Do you want to know a secret? We don’t find happiness; we create it. That’s right; you are responsible for creating your happiness. You are responsible for creating that optimistic and positive outlook that you want. It is a matter of changing your perception and adopting better habits while you’re at it. It may be easier for some people than others, but everyone can learn to be happier and adopt a positive mindset. The habits that you choose to adopt don’t have to be difficult to implement either. Some of the daily habits below will help you become a more positive person, and they are easy to incorporate into your routine:
- Practice Looking for The Silver Lining in Everything – This will be one of the habits that will encourage you to develop that positive mindset and make it a constant fixture in your life.
- Give Unconditionally and Practice Gratitude Every Day Without Fail – Giving can be one of the most powerful and emotionally uplifting things one can do for another.
- Reduce the Negativity In Your Life One Day At A Time – Each day, make it a habit to remove one negativity source from your life.
- Choose to Live In the Present, Not the Past – Happy people never look back; they always look forward to what’s ahead.
- Get Up and Get Moving – In other words, start making exercise a regular habit. Getting those muscles pumping and oxygen working through the body does wonder for our emotional and physical health.

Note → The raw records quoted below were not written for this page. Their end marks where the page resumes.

impl<'a> ItemRepository<'a> {
    /// Create a new item repository.
    #[must_use]
    pub const fn new(pool: &'a PgPool) -> Self {
        Self { pool }
    }

    /// Create a listing. Status always starts at `PENDING`.
    ///
    /// # Errors
    ///
    /// Returns `RepositoryError::Database` if the insert fails (including the
    /// image-count CHECK, which the handlers validate beforehand).
    pub async fn create(&self, new: &NewItem) -> Result<Item, RepositoryError> {
        let sql = format!(
            "INSERT INTO marketplace.item \
             (seller_id, item_name, item_price, item_description, item_images, \
              item_category, item_sub_category, location, condition, status) \
             VALUES ($1, $2, $3, $4, $5, $6, $7, $8, $9, $10) \
             RETURNING {ITEM_COLUMNS}"
        );

        let row = sqlx::query_as::<_, ItemRow>(&sql)
            .bind(new.seller_id)
            .bind(&new.name)
            .bind(new.price)
            .bind(&new.description)
            .bind(&new.images)
            .bind(&new.category)
            .bind(&new.sub_category)
            .bind(&new.location)
            .bind(new.condition.map(Condition::as_str))
            .bind(ItemStatus::Pending.as_str())
            .fetch_one(self.pool)
            .await?;

        row.try_into()
    }

    /// Get a listing by its ID.
    ///
    /// # Errors
    ///
    /// Returns `RepositoryError::Database` if the query fails.
    pub async fn get(&self, id: ItemId) -> Result<Option<Item>, RepositoryError> {
        let sql = format!("SELECT {ITEM_COLUMNS} FROM marketplace.item WHERE id = $1");

        let row = sqlx::query_as::<_, ItemRow>(&sql)
            .bind(id)
            .fetch_optional(self.pool)
            .await?;

        row.map(TryInto::try_into).transpose()
    }

    /// Get several listings by ID, newest first (favorites resolution).
    ///
    /// # Errors
    ///
    /// Returns `RepositoryError::Database` if the query fails.
    pub async fn get_many(&self, ids: &[ItemId]) -> Result<Vec<Item>, RepositoryError> {
        let uuids: Vec<Uuid> = ids.iter().map(|id| id.as_uuid()).collect();
        let sql = format!(
            "SELECT {ITEM_COLUMNS} FROM marketplace.item \
             WHERE id = ANY($1) ORDER BY created_at DESC"
        );

        let rows = sqlx::query_as::<_, ItemRow>(&sql)
            .bind(uuids)
            .fetch_all(self.pool)
            .await?;

        rows.into_iter().map(TryInto::try_into).collect()
    }

    /// Update a listing's mutable fields. Never touches `status` or `views`.
    ///
    /// # Errors
    ///
    /// Returns `RepositoryError::NotFound` if the listing doesn't exist.
    pub async fn update(&self, id: ItemId, changes: &ItemChanges) -> Result<Item, RepositoryError> {
        let sql = format!(
            "UPDATE marketplace.item SET \
             item_name = $2, item_price = $3, item_description = $4, \
             item_category = $5, item_sub_category = $6, location = $7, \
             condition = $8, item_images = COALESCE($9, item_images), \
             updated_at = now() \
             WHERE id = $1 \
             RETURNING {ITEM_COLUMNS}"
        );

        let row = sqlx::query_as::<_, ItemRow>(&sql)
            .bind(id)
            .bind(&changes.name)
            .bind(changes.price)
            .bind(&changes.description)
            .bind(&changes.category)
            .bind(&changes.sub_category)
            .bind(&changes.location)
            .bind(changes.condition.map(Condition::as_str))
            .bind(&changes.images)
            .fetch_optional(self.pool)
            .await?;

        row.ok_or(RepositoryError::NotFound)?.try_into()
    }

    /// Delete a listing. Returns `true` if a row was removed.
    ///
    /// # Errors
    ///
    /// Returns `RepositoryError::Database` if the query fails.
    pub async fn delete(&self, id: ItemId) -> Result<bool, RepositoryError> {
        let result = sqlx::query("DELETE FROM marketplace.item WHERE id = $1")
            .bind(id)
            .execute(self.pool)
            .await?;

        Ok(result.rows_affected() > 0)
    }

    /// Perform a lifecycle transition as one guarded UPDATE.
    ///
    /// The row is only touched when its current status is a legal source for
    /// `target` under the state machine, so the status can never be observed
    /// half-transitioned and an illegal call leaves the item unchanged.
    ///
    /// # Errors
    ///
    /// Returns [`TransitionError::NotFound`] if the listing doesn't exist and
    /// [`TransitionError::InvalidState`] if its current state does not permit
    /// the transition.
    pub async fn transition(
        &self,
        id: ItemId,
        target: ItemStatus,
    ) -> Result<Item, TransitionError> {
        let sources: Vec<String> = ItemStatus::ALL
            .iter()
            .filter(|source| source.can_transition_to(target))
            .map(|source| source.as_str().to_owned())
            .collect();

        let sql = format!(
            "UPDATE marketplace.item SET status = $2, updated_at = now() \
             WHERE id = $1 AND status = ANY($3) \
             RETURNING {ITEM_COLUMNS}"
        );

        let row = sqlx::query_as::<_, ItemRow>(&sql)
            .bind(id)
            .bind(target.as_str())
            .bind(sources)
            .fetch_optional(self.pool)
            .await
            .map_err(RepositoryError::from)?;

        if let Some(row) = row {
            return Ok(row.try_into()?);
        }

        // Guarded update matched nothing: absent row or illegal source state.
        match self.get(id).await? {
            Some(item) => Err(TransitionError::InvalidState {
                current: item.status,
                target,
            }),
            None => Err(TransitionError::NotFound),
        }
    }

    /// Fire-and-forget view counter bump; lost updates are acceptable.
    ///
    /// # Errors
    ///
    /// Returns `RepositoryError::Database` if the query fails.
    pub async fn increment_views(&self, id: ItemId) -> Result<(), RepositoryError> {
        sqlx::query("UPDATE marketplace.item SET views = views + 1 WHERE id = $1")
            .bind(id)
            .execute(self.pool)
            .await?;
        Ok(())
    }

    /// Run a filtered, paginated catalog query; returns the page and the
    /// total count over the same filter.
    ///
    /// # Errors
    ///
    /// Returns `RepositoryError::Database` if either query fails.
    pub async fn list(
        &self,
        filter: &ItemFilter,
        page: PageParams,
    ) -> Result<(Vec<Item>, u64), RepositoryError> {
        let mut qb: QueryBuilder<'_, Postgres> =
            QueryBuilder::new(format!("SELECT {ITEM_COLUMNS} FROM marketplace.item"));
        filter.push_conditions(&mut qb);
        filter.push_order(&mut qb);
        qb.push(" LIMIT ")
            .push_bind(i64::from(page.limit))
            .push(" OFFSET ")
            .push_bind(page.offset());

        let rows = qb
            .build_query_as::<ItemRow>()
            .fetch_all(self.pool)
            .await?;

        let mut count_qb: QueryBuilder<'_, Postgres> =
            QueryBuilder::new("SELECT COUNT(*) FROM marketplace.item");
        filter.push_conditions(&mut count_qb);

        let total: i64 = count_qb
            .build_query_scalar()
            .fetch_one(self.pool)
            .await?;

        let items = rows
            .into_iter()
            .map(TryInto::try_into)
            .collect::<Result<Vec<_>, _>>()?;

        Ok((items, total.max(0).unsigned_abs()))
    }

    /// Store the embedding vector for a listing.
    ///
    /// # Errors
    ///
    /// Returns `RepositoryError::NotFound` if the listing doesn't exist.
    pub async fn set_embedding(
        &self,
        id: ItemId,
        embedding: &[f32],
    ) -> Result<(), RepositoryError> {
        let result = sqlx::query("UPDATE marketplace.item SET embedding = $2 WHERE id = $1")
            .bind(id)
            .bind(embedding)
            .execute(self.pool)
            .await?;

        if result.rows_affected() == 0 {
            return Err(RepositoryError::NotFound);
        }
        Ok(())
    }

    /// Listings that have no embedding yet, oldest first (backfill order).
    ///
    /// # Errors
    ///
    /// Returns `RepositoryError::Database` if the query fails.
    pub async fn missing_embedding(&self, limit: i64) -> Result<Vec<Item>, RepositoryError> {
        let sql = format!(
            "SELECT {ITEM_COLUMNS} FROM marketplace.item \
             WHERE embedding IS NULL ORDER BY created_at ASC LIMIT $1"
        );

        let rows = sqlx::query_as::<_, ItemRow>(&sql)
            .bind(limit)
            .fetch_all(self.pool)
            .await?;

        rows.into_iter().map(TryInto::try_into).collect()
    }

    /// Approved listings together with their embeddings (AI search corpus).
    ///
    /// # Errors
    ///
    /// Returns `RepositoryError::Database` if the query fails.
    pub async fn approved_with_embeddings(
        &self,
        limit: i64,
    ) -> Result<Vec<(Item, Vec<f32>)>, RepositoryError> {
        #[derive(sqlx::FromRow)]
        struct WithEmbedding {
            #[sqlx(flatten)]
            item: ItemRow,
            embedding: Vec<f32>,
        }

        let sql = format!(
            "SELECT {ITEM_COLUMNS}, embedding FROM marketplace.item \
             WHERE status = $1 AND embedding IS NOT NULL \
             ORDER BY created_at DESC LIMIT $2"
        );

        let rows = sqlx::query_as::<_, WithEmbedding>(&sql)
            .bind(ItemStatus::Approved.as_str())
            .bind(limit)
            .fetch_all(self.pool)
            .await?;

        rows.into_iter()
            .map(|r| Ok((r.item.try_into()?, r.embedding)))
            .collect()
    }
}
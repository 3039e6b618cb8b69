//! Application state shared across handlers.

use std::sync::Arc;

use sqlx::PgPool;

use tradepost_core::Catalog;

use crate::config::TradepostConfig;
use crate::services::{EmbeddingsClient, EmbeddingsError, StorageClient, StorageError, TokenService};

/// Error creating application state.
#[derive(Debug, thiserror::Error)]
pub enum StateError {
    #[error("storage client: {0}")]
    Storage(#[from] StorageError),
    #[error("embeddings client: {0}")]
    Embeddings(#[from] EmbeddingsError),
}

/// Application state shared across all handlers.
///
/// This struct is cheaply cloneable via `Arc` and provides access to
/// shared resources like database connections and configuration.
#[derive(Clone)]
pub struct AppState {
    inner: Arc<AppStateInner>,
}

struct AppStateInner {
    config: TradepostConfig,
    pool: PgPool,
    tokens: TokenService,
    storage: StorageClient,
    embeddings: Option<EmbeddingsClient>,
    catalog: &'static Catalog,
}

impl AppState {
    /// Create a new application state.
    ///
    /// # Arguments
    ///
    /// * `config` - Service configuration
    /// * `pool` - `PostgreSQL` connection pool
    ///
    /// # Errors
    ///
    /// Returns an error if one of the external-service clients fails to build.
    pub fn new(config: TradepostConfig, pool: PgPool) -> Result<Self, StateError> {
        let tokens = TokenService::new(
            &config.token_secret,
            config.access_token_ttl,
            config.refresh_token_ttl,
        );
        let storage = StorageClient::new(&config.storage)?;
        let embeddings = config
            .embeddings
            .as_ref()
            .map(EmbeddingsClient::new)
            .transpose()?;

        Ok(Self {
            inner: Arc::new(AppStateInner {
                config,
                pool,
                tokens,
                storage,
                embeddings,
                catalog: Catalog::builtin(),
            }),
        })
    }

    /// Get a reference to the service configuration.
    #[must_use]
    pub fn config(&self) -> &TradepostConfig {
        &self.inner.config
    }

    /// Get a reference to the database connection pool.
    #[must_use]
    pub fn pool(&self) -> &PgPool {
        &self.inner.pool
    }

    /// Get a reference to the token issuer/verifier.
    #[must_use]
    pub fn tokens(&self) -> &TokenService {
        &self.inner.tokens
    }

    /// Get a reference to the image object-store client.
    #[must_use]
    pub fn storage(&self) -> &StorageClient {
        &self.inner.storage
    }

    /// Get the embedding-service client, if configured.
    #[must_use]
    pub fn embeddings(&self) -> Option<&EmbeddingsClient> {
        self.inner.embeddings.as_ref()
    }

    /// Get the category catalog.
    #[must_use]
    pub fn catalog(&self) -> &'static Catalog {
        self.inner.catalog
    }
}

- Make It A Habit to Live Aligned to Your Values and Authentic Self – This one is a major habit that you need to develop for long-term positivity. This habit means that you are not living for the expectations of others.
- Be Open About Talking to Strangers – Most of us walk around with our walls up, leery of other people. Be open about talking to strangers because you never know what great new connections you might form
- Make It A Habit to Focus On Your Achievements Each Day – Happy and positive people can wake up and end the day with a smile on their face because they focus on the achievements they made throughout the day.
- Create A Morning Mindset Routine – Make a mental list of each thing you are looking forward to. It helps to create a feeling of anticipation and excitement that creates momentum for the entire day.
- Surround Yourself with Other Happy People – Positive people surround themselves with other positive and happy individuals too. If this wasn’t a habit before, it should be now.
- Choose to Smile Every Day – The simple act of smiling can instantly change the way you feel internally, even if you don’t necessarily have anything to smile about, even when you don’t feel like it, smile. Studies show that even a forced smile improves positivity.
- Adopt A Positive Posture – If you struggle to move your mind into a more positive perspective, try moving your body there first. Your body feels every emotion that it goes through. The body is the first place to feel it.
- Rediscover Your Creative Passion – Optimistic people tend to have a higher level of creativity, which becomes an outlet for self-expression.
- Make It A Habit to Laugh Often – Positive people don’t take themselves too seriously. They have a good sense of humor, which has made it much easier for them to maintain their sunny disposition. Positive people are lighthearted about life, and they know how to have a good time.
If you take five to ten minutes a day and practice these suggestions you will find yourself transforming into an optimistic person. It won’t happen overnight and may take you three to four months before you notice the change. But with a little practice and just a small effort, you can transform your point of view. In doing so you will be increasing your chances for success in relationships, career, and health. Psychological studies have determined that optimistic people are more likely to put effort into achieving whatever it is that they want to get done. The higher one’s optimism the higher the probability of their success in life. You can be just as successful.